**ACTIVITY:** In the listing below, find every line containing "scheduler" and copy it out.

**DATA FOR THIS TASK:**
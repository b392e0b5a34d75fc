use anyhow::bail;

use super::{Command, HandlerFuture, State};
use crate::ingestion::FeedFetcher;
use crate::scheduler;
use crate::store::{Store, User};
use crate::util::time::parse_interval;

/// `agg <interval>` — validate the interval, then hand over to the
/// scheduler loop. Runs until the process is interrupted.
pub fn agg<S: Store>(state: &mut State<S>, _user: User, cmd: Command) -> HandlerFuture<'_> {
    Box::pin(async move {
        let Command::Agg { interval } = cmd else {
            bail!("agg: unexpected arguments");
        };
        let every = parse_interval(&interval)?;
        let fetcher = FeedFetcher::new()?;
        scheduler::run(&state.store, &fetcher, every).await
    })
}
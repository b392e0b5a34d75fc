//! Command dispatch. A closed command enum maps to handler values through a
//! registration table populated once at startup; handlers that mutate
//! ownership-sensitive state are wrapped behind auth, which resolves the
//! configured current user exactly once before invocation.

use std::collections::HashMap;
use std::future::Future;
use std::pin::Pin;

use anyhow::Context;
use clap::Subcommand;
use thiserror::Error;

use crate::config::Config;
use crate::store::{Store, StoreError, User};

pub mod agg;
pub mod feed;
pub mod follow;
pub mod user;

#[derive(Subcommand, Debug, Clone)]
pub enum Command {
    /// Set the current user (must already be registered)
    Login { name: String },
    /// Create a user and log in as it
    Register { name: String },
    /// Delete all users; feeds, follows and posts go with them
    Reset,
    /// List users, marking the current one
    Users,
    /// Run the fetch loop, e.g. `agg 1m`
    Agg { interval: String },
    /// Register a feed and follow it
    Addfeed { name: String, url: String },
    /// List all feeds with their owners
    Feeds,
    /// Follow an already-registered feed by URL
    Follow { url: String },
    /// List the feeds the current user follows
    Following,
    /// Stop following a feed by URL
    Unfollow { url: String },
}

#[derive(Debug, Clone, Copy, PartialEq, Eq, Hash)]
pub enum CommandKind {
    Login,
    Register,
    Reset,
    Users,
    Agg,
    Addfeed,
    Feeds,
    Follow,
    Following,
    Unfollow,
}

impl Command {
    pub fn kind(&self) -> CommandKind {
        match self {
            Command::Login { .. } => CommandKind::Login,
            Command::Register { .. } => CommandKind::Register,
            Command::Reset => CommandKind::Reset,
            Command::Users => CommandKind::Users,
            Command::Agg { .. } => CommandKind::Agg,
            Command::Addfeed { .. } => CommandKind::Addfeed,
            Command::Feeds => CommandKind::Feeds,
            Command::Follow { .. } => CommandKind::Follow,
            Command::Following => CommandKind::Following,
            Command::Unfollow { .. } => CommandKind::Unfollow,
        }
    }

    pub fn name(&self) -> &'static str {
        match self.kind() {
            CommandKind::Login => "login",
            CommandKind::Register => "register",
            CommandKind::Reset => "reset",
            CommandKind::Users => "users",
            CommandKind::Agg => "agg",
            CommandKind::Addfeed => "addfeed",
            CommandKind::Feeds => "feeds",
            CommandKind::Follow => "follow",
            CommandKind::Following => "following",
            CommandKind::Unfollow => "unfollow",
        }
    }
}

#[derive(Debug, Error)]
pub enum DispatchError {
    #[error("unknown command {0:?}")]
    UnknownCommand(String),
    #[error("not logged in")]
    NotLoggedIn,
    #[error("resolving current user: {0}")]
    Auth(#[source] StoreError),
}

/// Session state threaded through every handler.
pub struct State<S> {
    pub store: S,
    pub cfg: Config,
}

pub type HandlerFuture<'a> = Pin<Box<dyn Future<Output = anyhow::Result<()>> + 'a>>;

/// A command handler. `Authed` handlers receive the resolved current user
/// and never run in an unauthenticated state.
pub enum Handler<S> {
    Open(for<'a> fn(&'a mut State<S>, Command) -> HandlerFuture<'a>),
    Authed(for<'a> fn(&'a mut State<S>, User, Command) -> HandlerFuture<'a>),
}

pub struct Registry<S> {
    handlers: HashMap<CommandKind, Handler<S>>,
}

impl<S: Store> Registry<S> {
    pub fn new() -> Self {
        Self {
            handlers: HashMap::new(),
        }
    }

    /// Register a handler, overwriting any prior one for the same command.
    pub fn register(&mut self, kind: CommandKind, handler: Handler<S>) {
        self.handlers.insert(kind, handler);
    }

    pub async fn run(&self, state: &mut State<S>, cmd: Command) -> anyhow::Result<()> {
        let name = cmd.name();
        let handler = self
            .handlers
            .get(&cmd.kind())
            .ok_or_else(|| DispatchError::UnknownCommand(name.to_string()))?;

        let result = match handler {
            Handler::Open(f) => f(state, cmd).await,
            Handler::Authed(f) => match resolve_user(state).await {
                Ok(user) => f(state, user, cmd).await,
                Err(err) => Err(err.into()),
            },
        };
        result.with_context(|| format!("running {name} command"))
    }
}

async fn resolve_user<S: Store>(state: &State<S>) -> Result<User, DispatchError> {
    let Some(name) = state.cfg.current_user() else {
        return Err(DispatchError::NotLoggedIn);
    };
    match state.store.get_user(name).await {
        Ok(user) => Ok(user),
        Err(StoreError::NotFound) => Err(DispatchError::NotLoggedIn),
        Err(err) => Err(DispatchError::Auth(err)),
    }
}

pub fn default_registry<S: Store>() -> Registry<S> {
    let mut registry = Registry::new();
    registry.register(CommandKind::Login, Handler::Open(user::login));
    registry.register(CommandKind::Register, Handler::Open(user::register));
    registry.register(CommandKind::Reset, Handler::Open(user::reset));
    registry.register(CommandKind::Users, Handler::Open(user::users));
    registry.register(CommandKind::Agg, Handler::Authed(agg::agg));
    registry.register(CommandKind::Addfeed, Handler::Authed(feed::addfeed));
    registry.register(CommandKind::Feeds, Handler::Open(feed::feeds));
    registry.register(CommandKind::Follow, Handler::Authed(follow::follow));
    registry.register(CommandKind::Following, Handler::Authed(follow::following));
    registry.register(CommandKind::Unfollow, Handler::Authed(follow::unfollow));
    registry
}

**TASK ANSWER:**
use crate::scheduler;
/// scheduler loop. Runs until the process is interrupted.
        scheduler::run(&state.store, &fetcher, every).await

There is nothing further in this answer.